Alternder Bullenmarkt lässt niedrigere Erträge erwarten
Aber auch ein anderer Aspekt sollte Anleger umtreiben: Die Rallye am Aktienmarkt dauert nun schon fast sieben Jahre an, und die Renditen von Staatsanleihen sind nach einer fast 35-jährigen Hausse am Rentenmarkt weiterhin in der Nähe ihres Tiefststands. „Auf Basis der von uns beobachteten Kennzahlen und Warnsignale halten wir es für unwahrscheinlich, dass eine globale Rezession unmittelbar bevorsteht. Allerdings gehen wir davon aus, dass sowohl die von Aktien als auch von Staatsanleihen erzielten Renditen in den nächsten Jahren niedriger ausfallen dürften als in den Jahren seit Ende der Finanzkrise“, erläutert der Experte. Die Bewertungen von Aktien seien zwar nicht überteuert oder gar auf dem Niveau vergangener Marktblasen, lägen heute aber doch höher als zu Beginn des aktuellen Zyklus, während die Wachstumsprognosen unterhalb ihrer langfristigen Durchschnitte liegen. Daher ist davon auszugehen, dass die Renditen künftig niedriger ausfallen werden. Und die Märkte für Staatsanleihen erscheinen im Vergleich zur jüngsten Zeit eher überhöht. Die Renditen in diesem Sektor dürften 2016 – je nach Region und Tempo der Zinserhöhungen in den USA – niedriger oder gar negativ ausfallen.
Laut Galler ist es darüber hinaus sinnvoll, die Diversifikation zu überdenken: Verschiedene Aktienmärkte tendieren dazu, im Gleichlauf zu steigen und zu fallen. In der Vergangenheit konnten Anleger mit einer Beimischung von Anleihen bei fallenden Aktienmärkten ein gewisses Maß an Schutz genießen. Allerdings sind Staatsanleihen heute in ihrer Funktion als Lieferanten von Portfoliodiversifizierung, die Schutz vor Verlusten bieten, weniger zuverlässig. „Die Korrelation zwischen Anleihen und Aktien ist weniger stabil, und die Renditen liegen in der Nähe ihrer Allzeittiefs. Somit besteht bei steigenden Zinsen nur ein geringer Puffer“, warnt der Experte. In einem solchen Umfeld können alternative Strategien, die unabhängiger vom Marktbeta investieren, eine zusätzliche Portfoliodiversifizierung bieten und zur Erzielung positiver risikobereinigter Renditen in unterschiedlichen Marktbedingungen beitragen.
Europa im Aufwind
Es gibt jedoch auch Lichtblicke für Anleger: Die Eurozone konnte 2015 erhebliche Fortschritte erzielen und ist dank niedriger Ölpreise, einer Erholung des Binnenmarktes und monetärer Unterstützung durch die Europäische Zentralbank gut positioniert, um die höchste jährliche Wachstumsrate seit 2011 zu erzielen. „Wir sind davon überzeugt, dass sich diese konjunkturelle Dynamik im neuen Jahr fortsetzt und dies ein positives Umfeld für die Aktienmärkte der Region schafft.“ Galler sieht gleich fünf wesentliche Gründe für den positiven Ausblick für 2016: konsequente Reformen, die Herausbildung langfristig nachhaltiger Wachstumstreiber, weitere Unterstützung durch die EZB, eine schwächere Währung und starkes Gewinnwachstum.

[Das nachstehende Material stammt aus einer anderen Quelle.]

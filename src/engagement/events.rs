//! Narrative log of an engagement

use serde::{Deserialize, Serialize};

use crate::ai::TacticalAction;
use crate::combat::MoraleOutcome;

/// One of the two units in an engagement
#[derive(Debug, Clone, Copy, PartialEq, Eq, Hash, Serialize, Deserialize)]
pub enum UnitSide {
    A,
    B,
}

impl UnitSide {
    pub fn index(self) -> usize {
        match self {
            UnitSide::A => 0,
            UnitSide::B => 1,
        }
    }

    pub fn other(self) -> Self {
        match self {
            UnitSide::A => UnitSide::B,
            UnitSide::B => UnitSide::A,
        }
    }
}

#[derive(Debug, Clone, PartialEq, Serialize, Deserialize)]
pub enum EngagementEventKind {
    EngagementStarted,
    TurnStarted,
    Decision { action: TacticalAction },
    Recovered,
    Movement { distance: u32 },
    RangedFire { wounds: u32, killed: u32 },
    NoTarget,
    Melee { wounds_dealt: u32, wounds_taken: u32 },
    Morale { outcome: MoraleOutcome },
    Destroyed,
    EngagementEnded,
}

#[derive(Debug, Clone, PartialEq, Serialize, Deserialize)]
pub struct EngagementEvent {
    pub turn: u32,
    /// Unit the event is about, if any
    pub actor: Option<UnitSide>,
    pub kind: EngagementEventKind,
    pub description: String,
}

/// Ordered events of one engagement
#[derive(Debug, Clone, Default, Serialize, Deserialize)]
pub struct EngagementLog {
    pub events: Vec<EngagementEvent>,
}

impl EngagementLog {
    pub fn new() -> Self {
        Self::default()
    }

    pub fn push(
        &mut self,
        turn: u32,
        actor: Option<UnitSide>,
        kind: EngagementEventKind,
        description: String,
    ) {
        tracing::debug!(turn, ?actor, "{}", description);
        self.events.push(EngagementEvent {
            turn,
            actor,
            kind,
            description,
        });
    }

    /// Events recorded during `turn`
    pub fn turn_events(&self, turn: u32) -> impl Iterator<Item = &EngagementEvent> {
        self.events.iter().filter(move |e| e.turn == turn)
    }

    pub fn lines(&self) -> Vec<String> {
        self.events.iter().map(|e| e.description.clone()).collect()
    }
}
//! Stat-block parser
//!
//! A roster is a text file of two-line blocks:
//!
//! ```text
//! Grunts [5] Q4+ D5+ | 100 | Fast
//! 5x Rifle (24, A1), 5x CombatBlade (A1)
//! ```
//!
//! Malformed blocks are skipped with a warning; the engine never sees a
//! partially parsed unit.

use nom::bytes::complete::{tag, take_until};
use nom::character::complete::{char, space0, u32 as parse_u32, u8 as parse_u8};
use nom::combinator::{all_consuming, opt};
use nom::sequence::{delimited, preceded, terminated};
use nom::{IResult, Parser};
use std::fs;
use std::path::Path;

use crate::core::error::Result;
use crate::unit::{SpecialRule, UnitProfile, WeaponProfile};

/// Largest model count accepted for a unit or a weapon entry
pub const MAX_MODELS: u32 = 1000;
/// Largest `A{n}` accepted per model
pub const MAX_ATTACKS: u32 = 100;
/// Largest `Deadly(n)` multiplier accepted
pub const MAX_DEADLY: u32 = 100;

/// Parse every well-formed unit in a roster
pub fn parse_roster(text: &str) -> Vec<UnitProfile> {
    let mut units = Vec::new();

    for block in blocks(text) {
        for pair in block.chunks(2) {
            let [stat_line, weapon_line] = pair else {
                tracing::warn!(line = pair[0], "stat block missing its weapon line, skipped");
                continue;
            };
            match parse_unit(stat_line, weapon_line) {
                Ok(unit) => units.push(unit),
                Err(reason) => {
                    tracing::warn!(line = *stat_line, %reason, "malformed stat block, skipped")
                }
            }
        }
    }

    units
}

/// Read and parse a roster file
pub fn load_roster(path: &Path) -> Result<Vec<UnitProfile>> {
    let text = fs::read_to_string(path)?;
    Ok(parse_roster(&text))
}

/// Parse one unit from its stat line and weapon line
pub fn parse_unit(stat_line: &str, weapon_line: &str) -> std::result::Result<UnitProfile, String> {
    let mut sections = stat_line.split('|');
    let header = sections.next().unwrap_or_default();

    let (rest, (name, models)) =
        unit_header(header.trim()).map_err(|e| format!("bad unit header: {}", e))?;
    let name = name.trim();
    if name.is_empty() {
        return Err("unit has no name".into());
    }
    let models = at_most(models, MAX_MODELS, "model count")?;

    let mut quality = None;
    let mut defense = None;
    for token in rest.split_whitespace() {
        if let Ok((_, q)) = rating('Q', token) {
            quality = Some(q);
        } else if let Ok((_, d)) = rating('D', token) {
            defense = Some(d);
        }
    }
    let quality = quality.ok_or("missing quality (Q{n}+)")?;
    let defense = defense.ok_or("missing defense (D{n}+)")?;

    let mut unit = UnitProfile::new(name, models, quality, defense);

    if let Some(points) = sections.next() {
        let points = points.trim().trim_end_matches("pts").trim();
        if !points.is_empty() {
            unit.points = Some(
                points
                    .parse()
                    .map_err(|_| format!("bad points value '{}'", points))?,
            );
        }
    }

    if let Some(rules) = sections.next() {
        for token in split_top_level(rules) {
            unit = unit.with_rule(SpecialRule::from_token(token));
        }
    }

    for entry in split_top_level(weapon_line) {
        unit.weapons.push(parse_weapon(entry)?);
    }
    if unit.weapons.is_empty() {
        return Err("no weapons listed".into());
    }

    Ok(unit)
}

/// Parse `{n}x Name (attr, attr, ...)`
pub fn parse_weapon(entry: &str) -> std::result::Result<WeaponProfile, String> {
    let (rest, (models, name)) =
        weapon_header(entry.trim()).map_err(|e| format!("bad weapon '{}': {}", entry, e))?;
    let name = name.trim();
    let models = at_most(models, MAX_MODELS, "weapon model count")?;
    let attrs = rest
        .trim()
        .strip_prefix('(')
        .and_then(|r| r.strip_suffix(')'))
        .ok_or_else(|| format!("weapon '{}' has no attribute list", name))?;

    let mut range = 0;
    let mut attacks = None;
    let mut weapon = WeaponProfile::new(name, models, 0, 0);

    for attr in split_top_level(attrs) {
        if let Ok((_, a)) = attacks_attr(attr) {
            attacks = Some(a);
        } else if let Ok((_, ap)) = ap_attr(attr) {
            weapon.ap = ap;
        } else if let Ok((_, n)) = deadly_attr(attr) {
            weapon.deadly = Some(at_most(n, MAX_DEADLY, "Deadly multiplier")?);
        } else if let Ok((_, r)) = range_attr(attr) {
            range = r;
        } else if attr == "Furious" {
            weapon.furious = true;
        } else if attr == "Predator" {
            weapon.predator = true;
        } else {
            tracing::debug!(weapon = name, attr, "ignoring unknown weapon attribute");
        }
    }

    weapon.range = range;
    let attacks = attacks.ok_or_else(|| format!("weapon '{}' has no attacks (A{{n}})", name))?;
    weapon.attacks = at_most(attacks, MAX_ATTACKS, "attacks")?;
    Ok(weapon)
}

fn at_most(value: u32, max: u32, what: &str) -> std::result::Result<u32, String> {
    if value > max {
        Err(format!("{} {} exceeds the limit of {}", what, value, max))
    } else {
        Ok(value)
    }
}

fn unit_header(input: &str) -> IResult<&str, (&str, u32)> {
    (
        take_until("["),
        delimited(char('['), delimited(space0, parse_u32, space0), char(']')),
    )
        .parse(input)
}

fn weapon_header(input: &str) -> IResult<&str, (u32, &str)> {
    (
        terminated(parse_u32, char('x')),
        preceded(space0, take_until("(")),
    )
        .parse(input)
}

fn rating(letter: char, input: &str) -> IResult<&str, u8> {
    all_consuming(delimited(char(letter), parse_u8, char('+'))).parse(input)
}

fn attacks_attr(input: &str) -> IResult<&str, u32> {
    all_consuming(preceded(char('A'), parse_u32)).parse(input)
}

fn ap_attr(input: &str) -> IResult<&str, u8> {
    all_consuming(delimited(tag("AP("), parse_u8, char(')'))).parse(input)
}

fn deadly_attr(input: &str) -> IResult<&str, u32> {
    all_consuming(delimited(tag("Deadly("), parse_u32, char(')'))).parse(input)
}

fn range_attr(input: &str) -> IResult<&str, u32> {
    all_consuming(terminated(parse_u32, opt(char('"')))).parse(input)
}

/// Groups of consecutive non-blank lines
fn blocks(text: &str) -> Vec<Vec<&str>> {
    let mut blocks = Vec::new();
    let mut current = Vec::new();
    for line in text.lines().map(str::trim) {
        if line.is_empty() {
            if !current.is_empty() {
                blocks.push(std::mem::take(&mut current));
            }
        } else {
            current.push(line);
        }
    }
    if !current.is_empty() {
        blocks.push(current);
    }
    blocks
}

/// Split on commas that are not inside parentheses; drops empty pieces
fn split_top_level(input: &str) -> Vec<&str> {
    let mut pieces = Vec::new();
    let mut depth = 0usize;
    let mut start = 0;
    for (i, c) in input.char_indices() {
        match c {
            '(' => depth += 1,
            ')' => depth = depth.saturating_sub(1),
            ',' if depth == 0 => {
                pieces.push(&input[start..i]);
                start = i + 1;
            }
            _ => {}
        }
    }
    pieces.push(&input[start..]);
    pieces
        .into_iter()
        .map(str::trim)
        .filter(|p| !p.is_empty())
        .collect()
}
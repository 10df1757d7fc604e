//! Weapon profiles as read from a stat block

use serde::{Deserialize, Serialize};

/// A weapon carried by some number of models in a unit
#[derive(Debug, Clone, PartialEq, Eq, Serialize, Deserialize)]
pub struct WeaponProfile {
    pub name: String,
    /// Models carrying this weapon
    pub models: u32,
    /// Range in inches; 0 means melee only
    pub range: u32,
    /// Attacks per model
    pub attacks: u32,
    /// Armor penetration, added to the defender's save target
    #[serde(default)]
    pub ap: u8,
    /// Natural 6s to hit count one extra hit
    #[serde(default)]
    pub furious: bool,
    /// Natural 6s to hit grant extra attack dice
    #[serde(default)]
    pub predator: bool,
    /// Multiplier applied to unsaved wounds
    #[serde(default)]
    pub deadly: Option<u32>,
}

impl WeaponProfile {
    pub fn new(name: impl Into<String>, models: u32, range: u32, attacks: u32) -> Self {
        Self {
            name: name.into(),
            models,
            range,
            attacks,
            ap: 0,
            furious: false,
            predator: false,
            deadly: None,
        }
    }

    /// Baseline weapon every model can swing: 1 attack, no AP
    pub fn default_melee(models: u32) -> Self {
        Self::new("Hand Weapon", models, 0, 1)
    }

    pub fn with_ap(mut self, ap: u8) -> Self {
        self.ap = ap;
        self
    }

    pub fn with_furious(mut self) -> Self {
        self.furious = true;
        self
    }

    pub fn with_predator(mut self) -> Self {
        self.predator = true;
        self
    }

    pub fn with_deadly(mut self, multiplier: u32) -> Self {
        self.deadly = Some(multiplier);
        self
    }

    pub fn is_melee(&self) -> bool {
        self.range == 0
    }

    pub fn is_ranged(&self) -> bool {
        self.range > 0
    }

    pub fn deadly_multiplier(&self) -> u32 {
        self.deadly.unwrap_or(1)
    }

    /// Can this weapon shoot at a target `distance` inches away?
    pub fn reaches(&self, distance: u32) -> bool {
        self.is_ranged() && distance <= self.range
    }

    /// Models still able to use this weapon after casualties
    pub fn armed_models(&self, surviving: u32) -> u32 {
        self.models.min(surviving)
    }

    /// Attack dice this weapon rolls for the given survivors
    pub fn attack_dice(&self, surviving: u32) -> u32 {
        self.armed_models(surviving).saturating_mul(self.attacks)
    }
}

#[cfg(test)]
mod tests {
    use super::*;

    #[test]
    fn test_melee_weapon_has_no_reach() {
        let blade = WeaponProfile::new("Blade", 5, 0, 2);
        assert!(blade.is_melee());
        assert!(!blade.reaches(0));
    }

    #[test]
    fn test_ranged_reach_inclusive() {
        let rifle = WeaponProfile::new("Rifle", 5, 24, 1);
        assert!(rifle.reaches(24));
        assert!(rifle.reaches(0));
        assert!(!rifle.reaches(25));
    }

    #[test]
    fn test_attack_dice_capped_by_survivors() {
        let rifle = WeaponProfile::new("Rifle", 5, 24, 2);
        assert_eq!(rifle.attack_dice(5), 10);
        assert_eq!(rifle.attack_dice(3), 6);
        assert_eq!(rifle.attack_dice(8), 10);
    }

    #[test]
    fn test_attack_dice_saturates() {
        let gun = WeaponProfile::new("Gun", 5, 24, u32::MAX / 2);
        assert_eq!(gun.attack_dice(5), u32::MAX);
        assert_eq!(gun.attack_dice(0), 0);
    }

    #[test]
    fn test_deadly_defaults_to_one() {
        let rifle = WeaponProfile::new("Rifle", 5, 24, 1);
        assert_eq!(rifle.deadly_multiplier(), 1);
        assert_eq!(rifle.with_deadly(3).deadly_multiplier(), 3);
    }
}
//! Monte Carlo batches of seeded engagements
//!
//! Run `i` of a batch uses seed `base_seed + i`, so a batch is reproducible
//! and any single run can be replayed on its own.

use rayon::prelude::*;
use serde::{Deserialize, Serialize};

use crate::core::config::EngagementConfig;
use crate::dice::SeededDice;
use crate::engagement::events::UnitSide;
use crate::engagement::execution::{simulate, EngagementSetup};

/// Aggregate statistics over a batch
#[derive(Debug, Clone, Default, PartialEq, Serialize, Deserialize)]
pub struct BatchSummary {
    pub runs: u32,
    pub a_wins: u32,
    pub b_wins: u32,
    /// Both sides standing (or both wiped out) at the end
    pub draws: u32,
    pub mean_surviving_a: f64,
    pub mean_surviving_b: f64,
    pub mean_turns: f64,
}

impl BatchSummary {
    pub fn win_rate(&self, side: UnitSide) -> f64 {
        if self.runs == 0 {
            return 0.0;
        }
        let wins = match side {
            UnitSide::A => self.a_wins,
            UnitSide::B => self.b_wins,
        };
        f64::from(wins) / f64::from(self.runs)
    }
}

/// Run `runs` engagements in parallel
pub fn run_batch(
    setup: &EngagementSetup<'_>,
    config: &EngagementConfig,
    base_seed: u64,
    runs: u32,
) -> BatchSummary {
    let outcomes: Vec<(Option<UnitSide>, u32, u32, u32)> = (0..runs)
        .into_par_iter()
        .map(|i| {
            let mut dice = SeededDice::new(base_seed.wrapping_add(u64::from(i)));
            let result = simulate(setup, config, &mut dice);
            (
                result.winner(),
                result.surviving_a,
                result.surviving_b,
                result.turns_elapsed,
            )
        })
        .collect();

    let mut summary = BatchSummary {
        runs,
        ..Default::default()
    };
    if runs == 0 {
        return summary;
    }

    let (mut total_a, mut total_b, mut total_turns) = (0u64, 0u64, 0u64);
    for (winner, surviving_a, surviving_b, turns) in outcomes {
        match winner {
            Some(UnitSide::A) => summary.a_wins += 1,
            Some(UnitSide::B) => summary.b_wins += 1,
            None => summary.draws += 1,
        }
        total_a += u64::from(surviving_a);
        total_b += u64::from(surviving_b);
        total_turns += u64::from(turns);
    }

    let n = f64::from(runs);
    summary.mean_surviving_a = total_a as f64 / n;
    summary.mean_surviving_b = total_b as f64 / n;
    summary.mean_turns = total_turns as f64 / n;

    tracing::info!(
        runs,
        a_wins = summary.a_wins,
        b_wins = summary.b_wins,
        draws = summary.draws,
        "batch complete"
    );
    summary
}
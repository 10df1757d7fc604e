//! Combat resolution - dice pipelines for shooting, melee and morale

pub mod melee;
pub mod morale;
pub mod ranged;
pub mod resolution;

pub use melee::{effective_quality, melee_exchange, MeleeResult};
pub use morale::{
    apply_morale, check_morale, melee_loser, MeleeSide, MoraleCheckResult, MoraleOutcome,
};
pub use ranged::{ranged_exchange, RangedResult};
pub use resolution::{resolve_hits, resolve_saves, resolve_wounds, HitResult, WoundResult};
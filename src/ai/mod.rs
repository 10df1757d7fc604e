//! Tactical decision making for a unit on its activation
//!
//! Pure and deterministic: the same battlefield state always yields the
//! same action. Randomness only enters when the action is resolved.

use serde::{Deserialize, Serialize};
use std::fmt;

use crate::dice::success_chance;
use crate::unit::UnitState;

/// Action a unit takes on its activation
#[derive(Debug, Clone, Copy, PartialEq, Eq, Hash, Serialize, Deserialize)]
pub enum TacticalAction {
    /// Shaken: skip the activation and recover
    Idle,
    /// Already in melee: fight another round
    Fight,
    /// Move by the advance range, then shoot if possible.
    /// In melee this means falling back.
    Advance,
    /// Close to melee and fight; ends the turn for both sides
    Charge,
    /// Stay put and shoot
    Hold,
    /// Full move toward the enemy, no attack
    Rush,
}

impl fmt::Display for TacticalAction {
    fn fmt(&self, f: &mut fmt::Formatter<'_>) -> fmt::Result {
        let name = match self {
            TacticalAction::Idle => "idle",
            TacticalAction::Fight => "fight",
            TacticalAction::Advance => "advance",
            TacticalAction::Charge => "charge",
            TacticalAction::Hold => "hold",
            TacticalAction::Rush => "rush",
        };
        write!(f, "{}", name)
    }
}

/// Expected wounds `attacker` would deal `defender` in one melee round
///
/// Closed-form: dice x P(hit) x P(save fails).
pub fn expected_melee_wounds(attacker: &UnitState, defender: &UnitState) -> f64 {
    let weapon = attacker.melee_weapon();
    let dice = f64::from(weapon.attack_dice(attacker.models));
    let expected_hits = dice * success_chance(attacker.quality);
    let wound_chance = 1.0 - success_chance(defender.defense.saturating_add(weapon.ap));
    expected_hits * wound_chance
}

/// Choose an action for `unit` facing `opponent` at `distance` inches
pub fn decide_action(unit: &UnitState, opponent: &UnitState, distance: u32) -> TacticalAction {
    if unit.shaken {
        return TacticalAction::Idle;
    }

    if distance == 0 {
        let dealt = expected_melee_wounds(unit, opponent);
        let taken = expected_melee_wounds(opponent, unit);
        return if taken > dealt {
            TacticalAction::Advance
        } else {
            TacticalAction::Fight
        };
    }

    if distance <= unit.charge_range {
        TacticalAction::Charge
    } else if unit.ranged_weapons().any(|w| w.reaches(distance)) {
        TacticalAction::Hold
    } else if unit
        .ranged_weapons()
        .any(|w| w.range.saturating_add(unit.advance_range) >= distance)
    {
        TacticalAction::Advance
    } else {
        TacticalAction::Rush
    }
}
//! Static odds report for a unit
//!
//! Closed-form expectations only; nothing here rolls dice or touches an
//! engagement.

use serde::{Deserialize, Serialize};
use std::fmt;

use crate::core::config::EngagementConfig;
use crate::dice::{success_chance, DIE_FACES, MIN_TARGET};
use crate::unit::{UnitProfile, WeaponProfile};

/// Chance of rolling a natural 6 on one die
const NATURAL_SIX: f64 = 1.0 / 6.0;

#[derive(Debug, Clone, PartialEq, Serialize, Deserialize)]
pub struct WeaponAnalysis {
    pub name: String,
    pub range: u32,
    pub dice: u32,
    pub hit_chance: f64,
    /// Including expected Furious and Predator bonus hits
    pub expected_hits: f64,
    /// (defense target, expected wounds) for each defense 2+..6+
    pub wounds_by_defense: Vec<(u8, f64)>,
}

#[derive(Debug, Clone, PartialEq, Serialize, Deserialize)]
pub struct UnitAnalysis {
    pub name: String,
    pub models: u32,
    pub quality: u8,
    pub defense: u8,
    pub toughness: u32,
    pub advance_range: u32,
    pub charge_range: u32,
    /// Chance to save a hit with no AP
    pub save_chance: f64,
    pub weapons: Vec<WeaponAnalysis>,
}

/// Expected hits from one full activation of `weapon`
pub fn expected_hits(weapon: &WeaponProfile, quality: u8) -> f64 {
    let dice = f64::from(weapon.attacks.saturating_mul(weapon.models));
    let p = success_chance(quality);
    let mut hits = dice * p;
    if weapon.furious {
        hits += dice * NATURAL_SIX;
    }
    if weapon.predator {
        hits += dice * NATURAL_SIX * p;
    }
    hits
}

pub fn analyze_weapon(weapon: &WeaponProfile, quality: u8) -> WeaponAnalysis {
    let hits = expected_hits(weapon, quality);
    let deadly = f64::from(weapon.deadly_multiplier());
    let wounds_by_defense = (MIN_TARGET..=DIE_FACES)
        .map(|defense| {
            let unsaved = 1.0 - success_chance(defense.saturating_add(weapon.ap));
            (defense, hits * unsaved * deadly)
        })
        .collect();

    WeaponAnalysis {
        name: weapon.name.clone(),
        range: weapon.range,
        dice: weapon.attacks.saturating_mul(weapon.models),
        hit_chance: success_chance(quality),
        expected_hits: hits,
        wounds_by_defense,
    }
}

pub fn analyze_unit(unit: &UnitProfile, config: &EngagementConfig) -> UnitAnalysis {
    let (advance_range, charge_range) = unit.movement(config);
    UnitAnalysis {
        name: unit.name.clone(),
        models: unit.models,
        quality: unit.quality,
        defense: unit.defense,
        toughness: unit.toughness,
        advance_range,
        charge_range,
        save_chance: success_chance(unit.defense),
        weapons: unit
            .weapons
            .iter()
            .map(|w| analyze_weapon(w, unit.quality))
            .collect(),
    }
}

impl fmt::Display for UnitAnalysis {
    fn fmt(&self, f: &mut fmt::Formatter<'_>) -> fmt::Result {
        writeln!(
            f,
            "{} [{}] Q{}+ D{}+ Tough {} | move {}\" / charge {}\" | save {:.0}%",
            self.name,
            self.models,
            self.quality,
            self.defense,
            self.toughness,
            self.advance_range,
            self.charge_range,
            self.save_chance * 100.0
        )?;
        write!(f, "  {:<16} {:>5} {:>5} {:>6} {:>6}", "weapon", "range", "dice", "hit%", "hits")?;
        for defense in MIN_TARGET..=DIE_FACES {
            write!(f, " {:>6}", format!("vs{}+", defense))?;
        }
        writeln!(f)?;

        for weapon in &self.weapons {
            let range = if weapon.range == 0 {
                "melee".to_string()
            } else {
                format!("{}\"", weapon.range)
            };
            write!(
                f,
                "  {:<16} {:>5} {:>5} {:>5.0}% {:>6.2}",
                weapon.name,
                range,
                weapon.dice,
                weapon.hit_chance * 100.0,
                weapon.expected_hits
            )?;
            for (_, wounds) in &weapon.wounds_by_defense {
                write!(f, " {:>6.2}", wounds)?;
            }
            writeln!(f)?;
        }
        Ok(())
    }
}

#[cfg(test)]
mod tests {
    use super::*;

    fn close(a: f64, b: f64) -> bool {
        (a - b).abs() < 1e-9
    }

    #[test]
    fn test_plain_expected_hits() {
        let rifle = WeaponProfile::new("Rifle", 5, 24, 1);
        assert!(close(expected_hits(&rifle, 4), 2.5));
    }

    #[test]
    fn test_furious_and_predator_add_bonus() {
        let claws = WeaponProfile::new("Claws", 6, 0, 1).with_furious();
        assert!(close(expected_hits(&claws, 4), 3.0 + 1.0));

        let talons = WeaponProfile::new("Talons", 6, 0, 1).with_predator();
        assert!(close(expected_hits(&talons, 4), 3.0 + 0.5));
    }

    #[test]
    fn test_wounds_table_applies_ap_and_deadly() {
        let lance = WeaponProfile::new("Lance", 6, 0, 1).with_ap(1).with_deadly(2);
        let analysis = analyze_weapon(&lance, 4);
        assert_eq!(analysis.wounds_by_defense.len(), 5);

        // vs 6+ with AP1 -> only natural 6s save
        let (defense, wounds) = analysis.wounds_by_defense[4];
        assert_eq!(defense, 6);
        assert!(close(wounds, 3.0 * (5.0 / 6.0) * 2.0));
    }

    #[test]
    fn test_unit_report_includes_movement() {
        let unit = UnitProfile::new("Grunts", 5, 4, 5)
            .with_rule(crate::unit::SpecialRule::Fast)
            .with_weapon(WeaponProfile::new("Rifle", 5, 24, 1));
        let report = analyze_unit(&unit, &EngagementConfig::default());
        assert_eq!(report.advance_range, 8);
        assert_eq!(report.charge_range, 16);
        assert!(report.to_string().contains("Rifle"));
    }
}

Eine weitere Lockerung durch die EZB und ein schwächerer Euro dürften den Anlagemärkten der Eurozone 2016 weiterhin Unterstützung bieten. Dabei ist laut dem Strategen jedoch zu beachten, dass die weitere Erholung vor allem auf der Binnennachfrage beruht. Dies verstärkt das Argument für eine Investition in Unternehmen, die von einer auf den Binnenmarkt ausgerichteten, verbrauchergeführten Erholung profitieren. „Da die Bewertungen jedoch höher sind als in der Vergangenheit, müssen Anleger heute mehr denn jemals zuvor selektiv vorgehen“. Im Finanzsektor zeichnet sich beispielsweise deutlich ab, dass bestimmte Finanzinstitute stärker vom Abschwung der Schwellenländer in Mitleidenschaft gezogen werden – während andere wiederum gut positioniert sind, um von einer Belebung der inländischen Kreditvergabe und Wirtschaftsaktivität zu profitieren.